In the ancient days of North Atlanta, before everything went south, students could access their class rank at the click of a button on the “Infinite Campus” app. This amicable action only went sour when students began to use the number as a weapon, competing with their classmates and friends, and forming such a hostile environment that the administrators decided to withdraw this right until the beginning of senior year. The issue became of a physical fight as students, and parents, involved themselves in the race. Now, these stressed students anxiously await their fate for three years before being defined by a number on a computer program. This form of competition is one that is laced through our society and haunts us to the core, a world where collaboration falls short as people take advantage of sole propriety. We follow a pre-constructed path that we trust to lead us to artificial success, like robots of a capitalist society, but when will we ever be enough?
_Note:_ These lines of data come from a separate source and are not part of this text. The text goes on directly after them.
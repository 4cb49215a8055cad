//! Aggregation descriptors

use crate::query::descriptor::{ClauseDescriptor, OrderSpec};
use crate::query::types::Options;
use serde::{Deserialize, Serialize};
use serde_json::Value;

/// One aggregation node
#[derive(Clone, Debug, PartialEq, Serialize, Deserialize)]
pub struct AggregationDescriptor {
    /// Output name of the bucket or metric
    pub key: String,
    #[serde(rename = "type")]
    pub agg_type: String,
    #[serde(default)]
    pub args: AggregationArgs,
    #[serde(default, skip_serializing_if = "Options::is_empty")]
    pub options: Options,
    #[serde(default, skip_serializing_if = "Vec::is_empty")]
    pub sub_aggregations: Vec<AggregationDescriptor>,
}

/// Type-specific payload of an aggregation
#[derive(Clone, Debug, Default, PartialEq, Serialize, Deserialize)]
#[serde(rename_all = "snake_case")]
pub enum AggregationArgs {
    #[default]
    None,
    Field(String),
    /// Composite sources, one per field
    Fields(Vec<String>),
    /// Nested scope path
    Path(String),
    /// Where-clauses of a `filter` aggregation
    Filter(Vec<ClauseDescriptor>),
    Ranges {
        field: String,
        ranges: Vec<Value>,
    },
    DateHistogram(DateHistogramArgs),
    /// Body inserted verbatim
    Raw(Value),
}

/// Interval flavour of a date histogram
#[derive(Clone, Copy, Debug, PartialEq, Eq, Serialize, Deserialize)]
#[serde(rename_all = "lowercase")]
pub enum IntervalKind {
    /// Calendar-aware units: `1d`, `month`, `1y`, ...
    Calendar,
    /// Fixed durations: `30m`, `12h`, `90d`, ...
    Fixed,
}

#[derive(Clone, Debug, PartialEq, Serialize, Deserialize)]
pub struct DateHistogramArgs {
    pub field: String,
    pub interval: String,
    /// Detected from `interval` when absent
    #[serde(default)]
    pub interval_kind: Option<IntervalKind>,
    /// `[min, max]` as dates or epoch millis
    #[serde(default)]
    pub extended_bounds: Option<[Value; 2]>,
}

impl AggregationDescriptor {
    pub fn new(key: impl Into<String>, agg_type: impl Into<String>, args: AggregationArgs) -> Self {
        Self {
            key: key.into(),
            agg_type: agg_type.into(),
            args,
            options: Options::new(),
            sub_aggregations: Vec::new(),
        }
    }

    /// Aggregation over a single field
    pub fn field(key: impl Into<String>, agg_type: impl Into<String>, field: impl Into<String>) -> Self {
        Self::new(key, agg_type, AggregationArgs::Field(field.into()))
    }

    pub fn terms(key: impl Into<String>, field: impl Into<String>) -> Self {
        Self::field(key, "terms", field)
    }

    pub fn filter(key: impl Into<String>, clauses: Vec<ClauseDescriptor>) -> Self {
        Self::new(key, "filter", AggregationArgs::Filter(clauses))
    }

    pub fn date_histogram(
        key: impl Into<String>,
        field: impl Into<String>,
        interval: impl Into<String>,
    ) -> Self {
        Self::new(
            key,
            "date_histogram",
            AggregationArgs::DateHistogram(DateHistogramArgs {
                field: field.into(),
                interval: interval.into(),
                interval_kind: None,
                extended_bounds: None,
            }),
        )
    }

    pub fn with_option(mut self, key: impl Into<String>, value: impl Into<Value>) -> Self {
        self.options.insert(key.into(), value.into());
        self
    }

    /// Add a child aggregation
    pub fn with_sub(mut self, sub: AggregationDescriptor) -> Self {
        self.sub_aggregations.push(sub);
        self
    }
}

/// Distinct / group-by request over one or more fields
#[derive(Clone, Debug, Default, PartialEq, Serialize, Deserialize)]
pub struct DistinctSpec {
    /// Grouping fields, outermost first
    pub fields: Vec<String>,
    /// Metrics computed per innermost bucket
    #[serde(default)]
    pub metrics: Vec<AggregationDescriptor>,
    /// `_count` or a grouping field; drives each level's bucket order
    #[serde(default)]
    pub orders: Vec<OrderSpec>,
    /// Buckets per level, the session default when absent
    #[serde(default)]
    pub size: Option<usize>,
}

impl DistinctSpec {
    pub fn new<I, S>(fields: I) -> Self
    where
        I: IntoIterator<Item = S>,
        S: Into<String>,
    {
        Self {
            fields: fields.into_iter().map(Into::into).collect(),
            ..Self::default()
        }
    }

    pub fn with_metric(mut self, metric: AggregationDescriptor) -> Self {
        self.metrics.push(metric);
        self
    }

    pub fn with_order(mut self, order: OrderSpec) -> Self {
        self.orders.push(order);
        self
    }

    pub fn with_size(mut self, size: usize) -> Self {
        self.size = Some(size);
        self
    }
}
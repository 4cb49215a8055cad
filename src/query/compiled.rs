//! Compiled query representation
//!
//! The clause compiler's only output: a bare leaf, a bool container, or the
//! match-everything sentinel.

use crate::query::nodes;
use serde::{Serialize, Serializer};
use serde_json::Value;

/// Accumulated groups of a bool query
#[derive(Clone, Debug, Default, PartialEq)]
pub struct BoolGroup {
    pub must: Vec<Value>,
    pub must_not: Vec<Value>,
    pub should: Vec<Value>,
    pub filter: Vec<Value>,
}

impl BoolGroup {
    pub fn new() -> Self {
        Self::default()
    }

    /// Check if no clause was added
    pub fn is_empty(&self) -> bool {
        self.must.is_empty()
            && self.must_not.is_empty()
            && self.should.is_empty()
            && self.filter.is_empty()
    }

    /// Get total number of clauses
    pub fn clause_count(&self) -> usize {
        self.must.len() + self.must_not.len() + self.should.len() + self.filter.len()
    }

    /// The only clause, when the group is a single non-negated `must`
    pub fn single_must(&self) -> Option<&Value> {
        if self.must.len() == 1 && self.clause_count() == 1 {
            self.must.first()
        } else {
            None
        }
    }

    pub fn to_value(&self) -> Value {
        nodes::bool_query(&self.must, &self.must_not, &self.should, &self.filter)
    }
}

/// Result of compiling one clause list
#[derive(Clone, Debug, PartialEq)]
pub enum CompiledQuery {
    /// No clauses: matches every document
    MatchAll,
    /// A single leaf fragment, no bool wrapper
    Leaf(Value),
    Bool(BoolGroup),
}

impl CompiledQuery {
    pub fn is_match_all(&self) -> bool {
        matches!(self, CompiledQuery::MatchAll)
    }

    /// Render as a DSL document
    pub fn to_value(&self) -> Value {
        match self {
            CompiledQuery::MatchAll => nodes::match_all(),
            CompiledQuery::Leaf(leaf) => leaf.clone(),
            CompiledQuery::Bool(group) => group.to_value(),
        }
    }

    /// Render as a DSL document, consuming self
    pub fn into_value(self) -> Value {
        match self {
            CompiledQuery::Leaf(leaf) => leaf,
            other => other.to_value(),
        }
    }
}

impl Serialize for CompiledQuery {
    fn serialize<S: Serializer>(&self, serializer: S) -> Result<S::Ok, S::Error> {
        self.to_value().serialize(serializer)
    }
}

#[cfg(test)]
mod tests {
    use super::*;
    use serde_json::json;

    #[test]
    fn test_match_all_sentinel() {
        let query = CompiledQuery::MatchAll;
        assert!(query.is_match_all());
        assert_eq!(query.to_value(), json!({ "match_all": {} }));
    }

    #[test]
    fn test_single_must() {
        let mut group = BoolGroup::new();
        group.must.push(json!({ "term": { "a": 1 } }));
        assert_eq!(group.single_must(), Some(&json!({ "term": { "a": 1 } })));

        group.must_not.push(json!({ "term": { "b": 1 } }));
        assert_eq!(group.single_must(), None);
        assert_eq!(group.clause_count(), 2);
    }

    #[test]
    fn test_serialize_bool() {
        let group = BoolGroup {
            must: vec![json!({ "term": { "a": 1 } })],
            ..Default::default()
        };
        let json = serde_json::to_string(&CompiledQuery::Bool(group)).unwrap();
        assert_eq!(json, r#"{"bool":{"must":[{"term":{"a":1}}]}}"#);
    }
}
//! Leaf query fragments: term-level and full-text queries

use super::{filter_options, single, wrap};
use crate::query::types::Options;
use serde_json::{Map, Value};

pub const TERM_OPTIONS: &[&str] = &["boost", "case_insensitive", "_name"];
pub const TERMS_OPTIONS: &[&str] = &["boost", "_name"];
pub const RANGE_OPTIONS: &[&str] = &["boost", "format", "time_zone", "relation", "_name"];
pub const WILDCARD_OPTIONS: &[&str] = &["boost", "case_insensitive", "rewrite", "_name"];
pub const REGEXP_OPTIONS: &[&str] = &[
    "boost",
    "flags",
    "case_insensitive",
    "max_determinized_states",
    "rewrite",
    "_name",
];
pub const PREFIX_OPTIONS: &[&str] = &["boost", "case_insensitive", "rewrite", "_name"];
pub const FUZZY_OPTIONS: &[&str] = &[
    "boost",
    "fuzziness",
    "max_expansions",
    "prefix_length",
    "transpositions",
    "rewrite",
    "_name",
];
pub const MATCH_OPTIONS: &[&str] = &[
    "analyzer",
    "auto_generate_synonyms_phrase_query",
    "boost",
    "fuzziness",
    "fuzzy_rewrite",
    "fuzzy_transpositions",
    "lenient",
    "max_expansions",
    "minimum_should_match",
    "operator",
    "prefix_length",
    "zero_terms_query",
    "_name",
];
pub const MATCH_PHRASE_OPTIONS: &[&str] = &["analyzer", "boost", "slop", "zero_terms_query", "_name"];
pub const MATCH_PHRASE_PREFIX_OPTIONS: &[&str] = &[
    "analyzer",
    "boost",
    "max_expansions",
    "slop",
    "zero_terms_query",
    "_name",
];
pub const MULTI_MATCH_OPTIONS: &[&str] = &[
    "analyzer",
    "boost",
    "cutoff_frequency",
    "fuzziness",
    "fuzzy_rewrite",
    "lenient",
    "max_expansions",
    "minimum_should_match",
    "operator",
    "prefix_length",
    "slop",
    "tie_breaker",
    "type",
    "zero_terms_query",
    "_name",
];
pub const QUERY_STRING_OPTIONS: &[&str] = &[
    "allow_leading_wildcard",
    "analyze_wildcard",
    "analyzer",
    "auto_generate_synonyms_phrase_query",
    "boost",
    "default_field",
    "default_operator",
    "enable_position_increments",
    "fuzziness",
    "fuzzy_max_expansions",
    "fuzzy_prefix_length",
    "fuzzy_transpositions",
    "lenient",
    "max_determinized_states",
    "minimum_should_match",
    "phrase_slop",
    "quote_analyzer",
    "quote_field_suffix",
    "rewrite",
    "time_zone",
    "type",
    "_name",
];
pub const EXISTS_OPTIONS: &[&str] = &["boost", "_name"];
pub const SCRIPT_OPTIONS: &[&str] = &["boost", "_name"];
pub const SCRIPT_BODY_OPTIONS: &[&str] = &["lang", "params"];

/// Short form `{kind: {field: value}}` without options, long form otherwise
fn field_value(kind: &str, field: &str, value_key: &str, value: &Value, options: Map<String, Value>) -> Value {
    if options.is_empty() {
        return wrap(kind, field, value.clone());
    }
    let mut body = options;
    body.insert(value_key.to_string(), value.clone());
    wrap(kind, field, Value::Object(body))
}

/// `term` query
pub fn term(field: &str, value: &Value, options: &Options) -> Value {
    field_value("term", field, "value", value, filter_options(options, TERM_OPTIONS))
}

/// `terms` query, options sit next to the field
pub fn terms(field: &str, values: &[Value], options: &Options) -> Value {
    let mut body = filter_options(options, TERMS_OPTIONS);
    body.insert(field.to_string(), Value::Array(values.to_vec()));
    single("terms", body)
}

/// `range` query from `(bound, value)` pairs such as `("gte", 10)`
pub fn range(field: &str, bounds: &[(&str, Value)], options: &Options) -> Value {
    let mut body = filter_options(options, RANGE_OPTIONS);
    for (bound, value) in bounds {
        body.insert((*bound).to_string(), value.clone());
    }
    wrap("range", field, Value::Object(body))
}

/// `wildcard` query
pub fn wildcard(field: &str, pattern: &str, options: &Options) -> Value {
    let mut body = filter_options(options, WILDCARD_OPTIONS);
    body.insert("value".to_string(), Value::from(pattern));
    wrap("wildcard", field, Value::Object(body))
}

/// `regexp` query
pub fn regexp(field: &str, pattern: &str, options: &Options) -> Value {
    field_value(
        "regexp",
        field,
        "value",
        &Value::from(pattern),
        filter_options(options, REGEXP_OPTIONS),
    )
}

/// `prefix` query
pub fn prefix(field: &str, prefix: &str, options: &Options) -> Value {
    field_value(
        "prefix",
        field,
        "value",
        &Value::from(prefix),
        filter_options(options, PREFIX_OPTIONS),
    )
}

/// `fuzzy` query
pub fn fuzzy(field: &str, value: &Value, options: &Options) -> Value {
    field_value("fuzzy", field, "value", value, filter_options(options, FUZZY_OPTIONS))
}

/// `match` query
pub fn match_query(field: &str, query: &Value, options: &Options) -> Value {
    field_value("match", field, "query", query, filter_options(options, MATCH_OPTIONS))
}

/// `match_phrase` query
pub fn match_phrase(field: &str, query: &Value, options: &Options) -> Value {
    field_value(
        "match_phrase",
        field,
        "query",
        query,
        filter_options(options, MATCH_PHRASE_OPTIONS),
    )
}

/// `match_phrase_prefix` query
pub fn match_phrase_prefix(field: &str, query: &Value, options: &Options) -> Value {
    field_value(
        "match_phrase_prefix",
        field,
        "query",
        query,
        filter_options(options, MATCH_PHRASE_PREFIX_OPTIONS),
    )
}

/// `multi_match` query
pub fn multi_match(fields: &[String], query: &Value, options: &Options) -> Value {
    let mut body = filter_options(options, MULTI_MATCH_OPTIONS);
    body.insert("query".to_string(), query.clone());
    body.insert(
        "fields".to_string(),
        Value::Array(fields.iter().map(|f| Value::from(f.as_str())).collect()),
    );
    single("multi_match", body)
}

/// `query_string` query, `fields` omitted when empty
pub fn query_string(fields: &[String], query: &str, options: &Options) -> Value {
    let mut body = filter_options(options, QUERY_STRING_OPTIONS);
    body.insert("query".to_string(), Value::from(query));
    if !fields.is_empty() {
        body.insert(
            "fields".to_string(),
            Value::Array(fields.iter().map(|f| Value::from(f.as_str())).collect()),
        );
    }
    single("query_string", body)
}

/// `exists` query
pub fn exists(field: &str, options: &Options) -> Value {
    let mut body = filter_options(options, EXISTS_OPTIONS);
    body.insert("field".to_string(), Value::from(field));
    single("exists", body)
}

/// `script` query
pub fn script(source: &str, options: &Options) -> Value {
    let mut script = filter_options(options, SCRIPT_BODY_OPTIONS);
    script.insert("source".to_string(), Value::from(source));
    let mut body = filter_options(options, SCRIPT_OPTIONS);
    body.insert("script".to_string(), Value::Object(script));
    single("script", body)
}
Life grows into somewhat of a standardized test as we skip through schooling with one common goal, a yellow brick road to college. With acceptance rates and essays and never being good enough following us to one fateful moment: when we see our rank on the big screen. The grades that we are given lack grace as we brace to pass a test that we studied all night for, only to fail and be given a faux pat on the back and told to “do better” next time. To be best for a hidden number that can only be revealed when there is nothing you can do to fix it. When we stand on the mountain that is our high school years and only have eye bags and living for weekends to show for it. Class ranking may give students something to fight for, but what happens when these same students run out of energy to fight.